At least a third of that will be given over to storage space for surplus kitchen items (those appliances you buy and use once every three years but take up 3 sf of space) and other stuff, probably behind doors I'll have to add. But yes, I will have bins capable of holding about 400 bottles or more. I have an idea of using wine crates, those 12 bottle pine boxes you see in wine stores and which some give away, to put on some of the shelves. Those can hold bottles or other stuff you won't see. I'm going to put backing on the wine racks also to hide an ugly dirt basement behind them. 
Meanwhile, I have found some good sources for quality plywood, including a local cabinet shop that will also do line cutting that will allow me to run the cut sheets home in my sedan and avoid delivery charges.


----------



## Fancyplywood

China's fancy plywood such as what you bought"red oak finished plywood" is good. We have a lot of customers in US.


----------



## manumurf

In Hardwood and furniture grade plywood. The Letter or A, is the face, the other number is the back veneer. A-2 (at a real supplier of wood and wood products like Higgins in Sacramento, or MacBeath in various places if they are still around) used to mean a blemish free face veneer either rotary cut or Plain sliced (I usually went with the PS because it looks more like boards glued up) and a not as nice back veneer face. If you ordered A-2 the back face generally was not as nice as the front, maybe narrower veneer pieces but it still had no cat eyes (footballs, filled voids etc.) in other words it was good enough for the inside face of a cabinet end. Rotary cut means thy peel the veneer of a log in one coninuous piece rather than slice the log into veneer "boards" and edge glue them into the face veneer. It makes a big difference in the way a panel looks and how much it costs.

Get into A-3 you start seeing the footballs on the back side. A-4 really looks junky on the back with putty fills and other blemishes. In 1/4 ply, the A-4 did not even have the same species on the back.

Softwood plywoods use Letters for front and back. A-B is good face and filled voids on the back, A-C may have putty fills on the back and a good front face. B-C has those footballs on the front and putty on the back. C-D-X is filled on the front, unfilled on the back and has exterior glue.

I used to have very good luck with Higgins buying thier Paint Grade Plywood. It was usually maple veneer with some blemishes on the face so they could not sell it as A-2 or even B grade. I was buying it at about $27.00 a sheet at the time. I remember one time I was buying a few sheets for a job and when they brought the unit out to load my 5 sheets, they were all Birds Eye maple with some black blemishes in various spots and a few putty filled spots. Really nice grain unless you needed the whole panel. My order changed immediately to alot more than 5 sheets. I think at the time I could afford 12 or so. I think I still have 1/2 sheet out there in the shop waiting for something.

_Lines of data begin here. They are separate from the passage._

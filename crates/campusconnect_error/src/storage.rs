//! Media storage error types.

/// Kinds of media storage errors.
///
/// Each kind maps to one caller-visible failure class: rejected input,
/// a failed write, a failed read, an absent blob, or a malformed reference.
#[derive(Debug, Clone, PartialEq, Eq, Hash, PartialOrd, Ord, derive_more::Display)]
pub enum StorageErrorKind {
    /// Malformed filename, disallowed extension, or unreadable upload
    #[display("Invalid input: {}", _0)]
    InvalidInput(String),
    /// Upload exceeded the configured byte bound
    #[display("Payload too large: {} bytes exceeds limit of {} bytes", received, limit)]
    PayloadTooLarge {
        /// Configured bound in bytes
        limit: u64,
        /// Bytes received before the upload was rejected
        received: u64,
    },
    /// The underlying store rejected or failed the write
    #[display("Storage write failed: {}", _0)]
    StorageWrite(String),
    /// The underlying store failed the read or returned corrupt data
    #[display("Storage read failed: {}", _0)]
    StorageRead(String),
    /// No blob with the given id exists in the addressed store
    #[display("Media not found: {}", _0)]
    NotFound(String),
    /// Malformed id or storage kind tag
    #[display("Invalid media reference: {}", _0)]
    InvalidReference(String),
    /// Caller exceeded the upload rate window
    #[display("Too many uploads: {}", _0)]
    Throttled(String),
}

/// Storage error with location tracking.
///
/// # Examples
///
/// ```
/// use campusconnect_error::{StorageError, StorageErrorKind};
///
/// let err = StorageError::new(StorageErrorKind::NotFound("0b6f".to_string()));
/// assert!(format!("{}", err).contains("not found"));
/// assert!(err.is_not_found());
/// ```
#[derive(Debug, Clone, derive_more::Display, derive_more::Error)]
#[display("Storage Error: {} at line {} in {}", kind, line, file)]
pub struct StorageError {
    /// The kind of error that occurred
    pub kind: StorageErrorKind,
    /// Line number where error was created
    pub line: u32,
    /// File where error was created
    pub file: &'static str,
}

impl StorageError {
    /// Create a new storage error with automatic location tracking.
    #[track_caller]
    pub fn new(kind: StorageErrorKind) -> Self {
        let location = std::panic::Location::caller();
        Self {
            kind,
            line: location.line(),
            file: location.file(),
        }
    }

    /// Shorthand for an [`StorageErrorKind::InvalidInput`] error.
    #[track_caller]
    pub fn invalid_input(message: impl Into<String>) -> Self {
        Self::new(StorageErrorKind::InvalidInput(message.into()))
    }

    /// Shorthand for a [`StorageErrorKind::StorageWrite`] error.
    #[track_caller]
    pub fn write(message: impl Into<String>) -> Self {
        Self::new(StorageErrorKind::StorageWrite(message.into()))
    }

    /// Shorthand for a [`StorageErrorKind::StorageRead`] error.
    #[track_caller]
    pub fn read(message: impl Into<String>) -> Self {
        Self::new(StorageErrorKind::StorageRead(message.into()))
    }

    /// Get the error kind.
    pub fn kind(&self) -> &StorageErrorKind {
        &self.kind
    }

    /// Whether the addressed blob was absent.
    pub fn is_not_found(&self) -> bool {
        matches!(self.kind, StorageErrorKind::NotFound(_))
    }
}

I don't know where the term "Commercial Grade" comes from but I would guess it originates from one othe these big box stores.

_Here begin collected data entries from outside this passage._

//! Storage tier selection.
//!
//! The tier is resolved once, at store time, and carried in the
//! [`MediaReference`](crate::MediaReference) from then on.

use crate::filename::extension;
use campusconnect_error::{StorageError, StorageErrorKind};
use serde::{Deserialize, Serialize};

/// Extensions eligible for inline storage.
pub const IMAGE_EXTENSIONS: &[&str] = &["png", "jpg", "jpeg", "gif", "webp"];

/// Largest payload kept inline by default (10 MiB).
pub const DEFAULT_INLINE_MAX_BYTES: u64 = 10 * 1024 * 1024;

/// Physical representation of a stored blob.
#[derive(
    Debug,
    Clone,
    Copy,
    PartialEq,
    Eq,
    PartialOrd,
    Ord,
    Hash,
    Serialize,
    Deserialize,
    strum::EnumIter,
    derive_more::Display,
)]
#[serde(rename_all = "lowercase")]
pub enum StorageKind {
    /// Single document holding the whole payload
    #[display("inline")]
    Inline,
    /// Ordered chunks in the blob store
    #[display("chunked")]
    Chunked,
}

impl StorageKind {
    /// Convert to string representation for database storage.
    pub fn as_str(&self) -> &'static str {
        match self {
            StorageKind::Inline => "inline",
            StorageKind::Chunked => "chunked",
        }
    }

    /// Path segment used in retrieval URLs.
    pub fn url_segment(&self) -> &'static str {
        match self {
            StorageKind::Inline => "image",
            StorageKind::Chunked => "blob",
        }
    }

    /// Resolve a kind from a URL path segment or stored tag.
    ///
    /// `gridfs` is accepted for links minted before chunked blobs were
    /// served under `blob`.
    ///
    /// # Errors
    ///
    /// Returns [`StorageErrorKind::InvalidReference`] for unknown segments.
    #[track_caller]
    pub fn from_segment(segment: &str) -> Result<Self, StorageError> {
        match segment.to_ascii_lowercase().as_str() {
            "image" | "inline" | "binary" => Ok(StorageKind::Inline),
            "blob" | "gridfs" | "chunked" => Ok(StorageKind::Chunked),
            other => Err(StorageError::new(StorageErrorKind::InvalidReference(
                format!("unknown storage kind '{}'", other),
            ))),
        }
    }
}

impl std::str::FromStr for StorageKind {
    type Err = StorageError;

    fn from_str(s: &str) -> Result<Self, Self::Err> {
        Self::from_segment(s)
    }
}

/// Caller's expectation of which tier a file belongs to.
#[derive(
    Debug,
    Clone,
    Copy,
    Default,
    PartialEq,
    Eq,
    PartialOrd,
    Ord,
    Hash,
    Serialize,
    Deserialize,
    strum::EnumIter,
    derive_more::Display,
)]
#[serde(rename_all = "lowercase")]
pub enum StorageHint {
    /// Small, frequently read picture
    #[display("image")]
    Image,
    /// Anything else: documents, archives, attachments
    #[default]
    #[display("document")]
    Document,
}

impl std::str::FromStr for StorageHint {
    type Err = String;

    fn from_str(s: &str) -> Result<Self, Self::Err> {
        match s {
            "image" => Ok(StorageHint::Image),
            "document" => Ok(StorageHint::Document),
            _ => Err(format!("Unknown storage hint: {}", s)),
        }
    }
}

/// Two-tier placement rule.
#[derive(Debug, Clone, Copy, PartialEq, Eq, Hash)]
pub struct TierPolicy {
    /// Image payloads above this size fall back to chunked storage
    pub inline_max_bytes: u64,
}

impl Default for TierPolicy {
    fn default() -> Self {
        Self {
            inline_max_bytes: DEFAULT_INLINE_MAX_BYTES,
        }
    }
}

impl TierPolicy {
    /// Pick the tier for an upload.
    ///
    /// Inline only when the hint is [`StorageHint::Image`], the extension is
    /// in [`IMAGE_EXTENSIONS`], and the payload fits the inline ceiling.
    ///
    /// # Examples
    ///
    /// ```
    /// use campusconnect_storage::{StorageHint, StorageKind, TierPolicy};
    ///
    /// let policy = TierPolicy::default();
    /// assert_eq!(policy.select(StorageHint::Image, "photo.JPG", 2048), StorageKind::Inline);
    /// assert_eq!(policy.select(StorageHint::Image, "scan.pdf", 2048), StorageKind::Chunked);
    /// assert_eq!(policy.select(StorageHint::Document, "photo.jpg", 2048), StorageKind::Chunked);
    /// ```
    pub fn select(&self, hint: StorageHint, filename: &str, len: u64) -> StorageKind {
        let image_ext = extension(filename)
            .map(|ext| IMAGE_EXTENSIONS.contains(&ext.as_str()))
            .unwrap_or(false);

        if hint == StorageHint::Image && image_ext && len <= self.inline_max_bytes {
            StorageKind::Inline
        } else {
            StorageKind::Chunked
        }
    }
}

If you want good plywood, stick to the Hardwood Suppliers in your area. You may also have good luck by getting to know your locally owned lumber yard. The mom and pop place. They can usually get good stuff from places like Higgins that only sells wholesale. It will probably cost more but the quality is definitely worth it.


----------



## davidpettinger

I have to agree with everyone. Stay away from the BBS's. I use a local lumber yard. They order from a plywood distributor (Aetna Plywood). the quality is great. The culls in fact are usually better than the Chinese stuff at the other places. I have bought the culls in fact for $10 a piece and used them for shop projects.


----------



## jbert

I am late on this discussion, but my local hardwood supplier sells 7 ply grade A2 vaneers and they beat ANYTHING Lowes or HD can sell. Hope this helps


----------



## Buttpiratew

never shop at lowes. If its a cabinet grade and sanded plywood it may be ok. take a good look at each sheet make sure it dosen't look like junk. I usually get my plywood from home depot and its pretty decent stuff..


----------



## Resurrected

OK sounds like your wanting good so go to your local mill and spend the extra 10 to 20 dollars more a sheet.

On the other hand the information about lowes selling china is correct. I wouldn't buy the crap since my experience a few years back. Some one said about the but joints being bad. They are. Stick out like a sore thumb.

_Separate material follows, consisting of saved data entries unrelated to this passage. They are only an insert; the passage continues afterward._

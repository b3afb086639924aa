//! Error types for the HTTP server.

/// Error kinds for server operations.
#[derive(Debug, Clone, PartialEq, Eq, PartialOrd, Ord, Hash, derive_more::Display)]
pub enum ServerErrorKind {
    /// Failed to bind the listening socket
    #[display("Failed to bind {}: {}", addr, reason)]
    Bind {
        /// Address that could not be bound
        addr: String,
        /// Underlying I/O error
        reason: String,
    },

    /// The server loop terminated with an error
    #[display("Server terminated: {}", _0)]
    Serve(String),

    /// Logging or tracing could not be initialized
    #[display("Telemetry initialization failed: {}", _0)]
    Telemetry(String),
}

/// Error wrapper with location tracking.
#[derive(Debug, Clone, derive_more::Display, derive_more::Error)]
#[display("Server Error: {} at line {} in {}", kind, line, file)]
pub struct ServerError {
    /// The error kind
    pub kind: ServerErrorKind,
    /// Line number where error occurred
    pub line: u32,
    /// File where error occurred
    pub file: &'static str,
}

impl ServerError {
    /// Create a new ServerError with automatic location tracking.
    #[track_caller]
    pub fn new(kind: ServerErrorKind) -> Self {
        let location = std::panic::Location::caller();
        Self {
            kind,
            line: location.line(),
            file: location.file(),
        }
    }
}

But this weekend I was at the Depot and it surprised me to see MADE IN THE USA. They were stocking pure bond plywood. I don't have personal experience with this plywood, just stating the fact that some of the above answers were unfounded. Might just give a sheet a try to see what it does on a personal project.


----------



## pvwoodcrafts

Did one kitchen with lowes "chinese" plywood for a friend of mine. He saved a couple bucks but it cost me a bundle to resharpen everything I stuck into that garbage. NEVER again!!


----------



## Sawkerf

Res -

I used some of that HD "Pure Bond" ply (1/2" Birch) today for an economy project for a friend and was surprised to find that it wasn't all that bad. Few voids in any of the three sheets, and minimal warping/twisting in the cut pieces.

The plies are thin, but there will be little sanding on the project so I'm not too concerned about sand thrus. I won't be using it for any of my kitchen projects, but it seems to be fine for this job.


----------



## Resurrected

Sounds good. I get alot of work from Slum lords (Actually a friend) who want cabinets in their rentals that are well built but cheap. This plywood might fit his ticket. He just paints them.


----------



## terrystggs

the plywood at the boxes is all low grade as well as for most lumber companies. they are trying to compete with price. the problem with china made plywood is the core of the plywood. the veneer is the same as domestic plywoods but they are using poplar for the core and it is causing the warping.the veneers are so thin since the learned to cut the veneer with lasers. my suggestion is to find a good cabinet shop that will share info with you about their supplier. then you can order direct from them and most will not charge you any more for a sheet than they do the cabinet shops. good luck!!!


----------